### REQUIRED ACTION
Copy out all the lines in the records that include the word "ProcessedIds".

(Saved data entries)

=======

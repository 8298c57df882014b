//! Windows registry Run-key store

use winreg::enums::{HKEY_CURRENT_USER, HKEY_LOCAL_MACHINE, KEY_READ, REG_BINARY};
use winreg::{RegKey, RegValue};

use crate::core::{SourceError, StartupStore};

const RUN_KEY: &str = r"Software\Microsoft\Windows\CurrentVersion\Run";
const STARTUP_APPROVED_KEY: &str =
    r"Software\Microsoft\Windows\CurrentVersion\Explorer\StartupApproved\Run";

/// Flag byte Explorer reads as "disabled" for a StartupApproved value.
const DISABLED_FLAG: u8 = 0x03;

/// One `Run` registry key as an auto-launch store.
///
/// Disabling never deletes the `Run` value itself; it writes the
/// StartupApproved flag Explorer honors, so the entry stays visible (and
/// re-enableable) in Task Manager.
pub struct RegistryRunStore {
    root: RegKey,
    scope: &'static str,
}

impl RegistryRunStore {
    pub fn current_user() -> Self {
        Self {
            root: RegKey::predef(HKEY_CURRENT_USER),
            scope: "user",
        }
    }

    pub fn local_machine() -> Self {
        Self {
            root: RegKey::predef(HKEY_LOCAL_MACHINE),
            scope: "machine",
        }
    }
}

impl StartupStore for RegistryRunStore {
    fn scope(&self) -> &str {
        self.scope
    }

    fn list(&self) -> Result<Vec<(String, String)>, SourceError> {
        let key = self.root.open_subkey_with_flags(RUN_KEY, KEY_READ)?;

        let mut entries = Vec::new();
        for value in key.enum_values() {
            let (name, data) = value?;
            entries.push((name, data.to_string()));
        }
        Ok(entries)
    }

    fn disable(&self, name: &str) -> Result<(), SourceError> {
        // Approval state lives per-user regardless of which hive the Run
        // value came from.
        let (key, _) = RegKey::predef(HKEY_CURRENT_USER).create_subkey(STARTUP_APPROVED_KEY)?;
        key.set_raw_value(
            name,
            &RegValue {
                bytes: vec![DISABLED_FLAG],
                vtype: REG_BINARY,
            },
        )?;
        Ok(())
    }
}
//! Pipeline - One discover, reconcile, profile, schedule run

use std::collections::HashSet;
use std::sync::atomic::AtomicBool;
use std::sync::Arc;

use anyhow::Result;
use chrono::{DateTime, Utc};
use tracing::{error, info};

use super::entry::StartupEntry;
use super::process::ProcessControl;
use super::profiler::{ProfileOutcome, Profiler};
use super::reconcile::{reconcile, ReconcileOutcome};
use super::scheduler;
use super::settings::Settings;
use super::source::{self, SourceError, StartupStore};
use crate::persistence::StateStore;

/// Counters for one pipeline run, logged when the run finishes.
#[derive(Debug, Clone)]
pub struct RunSummary {
    pub started_at: DateTime<Utc>,
    pub discovered: usize,
    pub disabled: usize,
    pub profiled: usize,
    pub profile_failures: usize,
    pub launched: usize,
    pub skipped: usize,
    pub launch_failures: usize,
}

/// The full startup-management pipeline over injected capabilities.
///
/// Stages run strictly in sequence; state is persisted after
/// reconciliation and again after profiling so a crash between stages
/// never loses what has already been decided or measured.
pub struct Pipeline<P: ProcessControl> {
    stores: Vec<Box<dyn StartupStore>>,
    state: StateStore,
    control: P,
    profiler: Profiler,
    self_name: String,
    profile_new_only: bool,
    cancel: Arc<AtomicBool>,
}

impl<P: ProcessControl> Pipeline<P> {
    pub fn new(
        stores: Vec<Box<dyn StartupStore>>,
        state: StateStore,
        control: P,
        settings: &Settings,
        self_name: String,
        cancel: Arc<AtomicBool>,
    ) -> Self {
        Self {
            stores,
            state,
            control,
            profiler: Profiler::new(settings.settle_window(), settings.sample_window()),
            self_name,
            profile_new_only: settings.profile_new_only,
            cancel,
        }
    }

    /// Execute one full pipeline run.
    ///
    /// Only a failure to load existing state aborts the run; every
    /// per-entry and per-store failure downstream is logged and survived.
    pub fn run_once(&mut self) -> Result<RunSummary> {
        let started_at = Utc::now();

        let current = source::discover(&self.stores, &self.self_name);
        let discovered = current.len();
        info!("Discovered {} auto-launch entries", discovered);

        let previous = self.state.load()?;
        let ReconcileOutcome {
            mut merged,
            to_disable,
        } = reconcile(previous, current);

        let disabled = self.apply_disables(&to_disable);
        self.persist(&merged);

        let targets = self.profile_targets(&merged, &to_disable);
        let outcomes = self
            .profiler
            .profile_all(&mut self.control, &targets, &self.cancel);
        let (profiled, profile_failures) = fold_profiles(&mut merged, outcomes);
        self.persist(&merged);

        let report = scheduler::schedule(&mut self.control, &merged);

        let summary = RunSummary {
            started_at,
            discovered,
            disabled,
            profiled,
            profile_failures,
            launched: report.started.len(),
            skipped: report.skipped.len(),
            launch_failures: report.failed.len(),
        };
        info!(
            "Run finished in {}s: {} discovered, {} disabled, {} profiled ({} failed), {} launched, {} skipped",
            (Utc::now() - summary.started_at).num_seconds(),
            summary.discovered,
            summary.disabled,
            summary.profiled,
            summary.profile_failures,
            summary.launched,
            summary.skipped,
        );
        Ok(summary)
    }

    /// Flag each selected name as disabled, trying stores in scope order.
    /// One refused name never aborts the batch.
    fn apply_disables(&self, names: &[String]) -> usize {
        let mut disabled = 0;
        for name in names {
            let mut result: Result<(), SourceError> = Err(SourceError::Unsupported);
            for store in &self.stores {
                result = store.disable(name);
                if result.is_ok() {
                    break;
                }
            }
            match result {
                Ok(()) => {
                    info!("Disabled '{}' at the source", name);
                    disabled += 1;
                }
                Err(e) => error!("Failed to disable '{}': {}", name, e),
            }
        }
        disabled
    }

    /// The working set for the profiler: the entries reconciliation just
    /// selected, or everything when re-measurement is configured.
    fn profile_targets(
        &self,
        merged: &[StartupEntry],
        to_disable: &[String],
    ) -> Vec<StartupEntry> {
        if !self.profile_new_only {
            return merged.to_vec();
        }
        let selected: HashSet<&str> = to_disable.iter().map(String::as_str).collect();
        merged
            .iter()
            .filter(|entry| selected.contains(entry.name.as_str()))
            .cloned()
            .collect()
    }

    fn persist(&self, entries: &[StartupEntry]) {
        // an unwritable state file must not block disabling or launching
        if let Err(e) = self.state.save(entries) {
            error!("Failed to persist state: {}", e);
        }
    }
}

/// Fold measured profiles back into the tracked set by first name match.
/// Failed outcomes leave the prior record in place.
fn fold_profiles(merged: &mut [StartupEntry], outcomes: Vec<ProfileOutcome>) -> (usize, usize) {
    let mut measured = 0;
    let mut failed = 0;
    for outcome in outcomes {
        match outcome {
            ProfileOutcome::Measured(updated) => {
                if let Some(slot) = merged.iter_mut().find(|e| e.name == updated.name) {
                    *slot = updated;
                }
                measured += 1;
            }
            ProfileOutcome::Failed { .. } => failed += 1,
        }
    }
    (measured, failed)
}

#[cfg(test)]
mod tests {
    use super::*;

    #[test]
    fn fold_updates_first_match_and_counts_failures() {
        let mut merged = vec![
            StartupEntry::new("a", "/bin/a"),
            StartupEntry::new("b", "/bin/b"),
        ];
        let outcomes = vec![
            ProfileOutcome::Measured(merged[0].with_profile(2.0, 16.0)),
            ProfileOutcome::Failed {
                name: "b".to_string(),
                reason: "launch failed".to_string(),
            },
        ];

        let (measured, failed) = fold_profiles(&mut merged, outcomes);
        assert_eq!((measured, failed), (1, 1));
        assert_eq!(merged[0].cpu_usage, 2.0);
        assert!(merged[1].is_unproven());
        assert_eq!(merged.len(), 2);
    }
}
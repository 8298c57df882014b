//! Persistence module - JSON state storage

mod store;

pub use store::{StateStore, StoreError};
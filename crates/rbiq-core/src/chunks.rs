//! Splits normalized document text into overlapping word windows, and the
//! chunk record that ends up in the metadata store.
//!
//! Purely positional: no sentence or paragraph awareness.

use std::path::{Path, PathBuf};

use serde::{Deserialize, Serialize};
use thiserror::Error;

/// Default window size, in words.
pub const DEFAULT_MAX_WORDS: usize = 1000;
/// Default number of words shared by consecutive windows.
pub const DEFAULT_OVERLAP: usize = 100;

/// One retrievable unit of text, index-aligned with its vector in the store.
#[derive(Debug, Clone, PartialEq, Serialize, Deserialize)]
pub struct ChunkRecord {
    pub id: String,
    pub title: String,
    #[serde(default)]
    pub url: String,
    /// Position of this chunk within its source document (0, 1, 2, …).
    pub chunk_index: usize,
    pub content: String,
    /// Row of the source document in the input it was read from.
    pub source_row: usize,
}

/// Splits `text` on whitespace runs and returns windows of `max_words` words,
/// each starting `max_words - overlap` words after the previous one.
///
/// Windows keep coming until the start offset reaches the word count, so the
/// last window may lie entirely inside the previous one's overlap.
pub fn chunk_words(
    text: &str,
    max_words: usize,
    overlap: usize,
) -> Result<Vec<String>, ChunkError> {
    if max_words == 0 || overlap >= max_words {
        return Err(ChunkError::InvalidConfiguration { max_words, overlap });
    }
    let words: Vec<&str> = text.split_whitespace().collect();
    let stride = max_words - overlap;
    Ok((0..words.len())
        .step_by(stride)
        .map(|start| words[start..words.len().min(start + max_words)].join(" "))
        .collect())
}

/// Reads a chunks file (JSON array of [`ChunkRecord`]).
pub fn read_chunks(path: &Path) -> Result<Vec<ChunkRecord>, ChunkFileError> {
    let s = std::fs::read_to_string(path).map_err(|e| ChunkFileError::Read(path.to_path_buf(), e))?;
    serde_json::from_str(&s).map_err(|e| ChunkFileError::Parse(path.to_path_buf(), e))
}

/// Writes chunks as a pretty JSON array, creating parent directories.
pub fn write_chunks(path: &Path, chunks: &[ChunkRecord]) -> Result<(), ChunkFileError> {
    if let Some(parent) = path.parent().filter(|p| !p.as_os_str().is_empty()) {
        std::fs::create_dir_all(parent).map_err(|e| ChunkFileError::Write(path.to_path_buf(), e))?;
    }
    let s = serde_json::to_string_pretty(chunks)
        .map_err(|e| ChunkFileError::Parse(path.to_path_buf(), e))?;
    std::fs::write(path, s).map_err(|e| ChunkFileError::Write(path.to_path_buf(), e))
}

#[derive(Debug, Error)]
pub enum ChunkError {
    #[error("invalid chunking configuration: overlap {overlap} must be less than max_words {max_words}")]
    InvalidConfiguration { max_words: usize, overlap: usize },
}

#[derive(Debug, Error)]
pub enum ChunkFileError {
    #[error("failed to read chunks from {0}: {1}")]
    Read(PathBuf, std::io::Error),
    #[error("failed to write chunks to {0}: {1}")]
    Write(PathBuf, std::io::Error),
    #[error("invalid chunks JSON in {0}: {1}")]
    Parse(PathBuf, serde_json::Error),
}
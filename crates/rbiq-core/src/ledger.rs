//! Processed-ids ledger: content hashes of every document already indexed by
//! an incremental update. Stored as a JSON array of hex strings.

use std::collections::BTreeSet;
use std::path::{Path, PathBuf};

use sha2::{Digest, Sha256};

use crate::snapshot::atomic_write;

/// Hex SHA-256 of `text`, the identity of a document's raw content.
pub fn content_hash(text: &str) -> String {
    hex::encode(Sha256::digest(text.as_bytes()))
}

/// Set of processed content hashes, kept sorted so the file is stable across runs.
#[derive(Debug, Default, Clone, PartialEq)]
pub struct ProcessedIds {
    ids: BTreeSet<String>,
}

impl ProcessedIds {
    /// Loads the ledger; a missing file is an empty ledger.
    pub fn load(path: &Path) -> Result<Self, LedgerError> {
        let s = match std::fs::read_to_string(path) {
            Ok(s) => s,
            Err(e) if e.kind() == std::io::ErrorKind::NotFound => return Ok(Self::default()),
            Err(e) => return Err(LedgerError::Read(path.to_path_buf(), e)),
        };
        let ids: Vec<String> =
            serde_json::from_str(&s).map_err(|e| LedgerError::Parse(path.to_path_buf(), e))?;
        Ok(Self {
            ids: ids.into_iter().collect(),
        })
    }

    /// Rewrites the ledger atomically.
    pub fn save(&self, path: &Path) -> Result<(), LedgerError> {
        let ids: Vec<&String> = self.ids.iter().collect();
        let s = serde_json::to_vec(&ids).map_err(|e| LedgerError::Parse(path.to_path_buf(), e))?;
        atomic_write(path, &s).map_err(|e| LedgerError::Write(path.to_path_buf(), e))
    }

    pub fn contains(&self, id: &str) -> bool {
        self.ids.contains(id)
    }

    /// Returns false if the id was already present.
    pub fn insert(&mut self, id: String) -> bool {
        self.ids.insert(id)
    }

    pub fn len(&self) -> usize {
        self.ids.len()
    }

    pub fn is_empty(&self) -> bool {
        self.ids.is_empty()
    }
}

#[derive(Debug, thiserror::Error)]
pub enum LedgerError {
    #[error("failed to read ledger {0}: {1}")]
    Read(PathBuf, std::io::Error),
    #[error("failed to write ledger {0}: {1}")]
    Write(PathBuf, std::io::Error),
    #[error("invalid ledger JSON in {0}: {1}")]
    Parse(PathBuf, serde_json::Error),
}

#[cfg(test)]
mod tests {
    use super::*;

    #[test]
    fn hash_is_stable_hex_sha256() {
        assert_eq!(
            content_hash("abc"),
            "ba7816bf8f01cfea414140de5dae2223b00361a396177a9cb410ff61f20015ad"
        );
    }

    #[test]
    fn missing_ledger_is_empty() {
        let dir = tempfile::tempdir().unwrap();
        assert!(ProcessedIds::load(&dir.path().join("processed_ids.json")).unwrap().is_empty());
    }

    #[test]
    fn save_and_reload() {
        let dir = tempfile::tempdir().unwrap();
        let path = dir.path().join("processed_ids.json");
        let mut ids = ProcessedIds::default();
        assert!(ids.insert(content_hash("doc one")));
        assert!(!ids.insert(content_hash("doc one")));
        ids.insert(content_hash("doc two"));
        ids.save(&path).unwrap();

        let loaded = ProcessedIds::load(&path).unwrap();
        assert_eq!(loaded, ids);
        assert!(loaded.contains(&content_hash("doc two")));
        let text = std::fs::read_to_string(&path).unwrap();
        let raw: Vec<String> = serde_json::from_str(&text).unwrap();
        assert_eq!(raw.len(), 2);
    }

    #[test]
    fn malformed_ledger_is_an_error() {
        let dir = tempfile::tempdir().unwrap();
        let path = dir.path().join("processed_ids.json");
        std::fs::write(&path, "{not json").unwrap();
        assert!(matches!(ProcessedIds::load(&path), Err(LedgerError::Parse(..))));
    }
}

=======

### WRITTEN ANSWER
pub struct ProcessedIds {
impl ProcessedIds {
        assert!(ProcessedIds::load(&dir.path().join("processed_ids.json")).unwrap().is_empty());
        let mut ids = ProcessedIds::default();
        let loaded = ProcessedIds::load(&path).unwrap();
        assert!(matches!(ProcessedIds::load(&path), Err(LedgerError::Parse(..))));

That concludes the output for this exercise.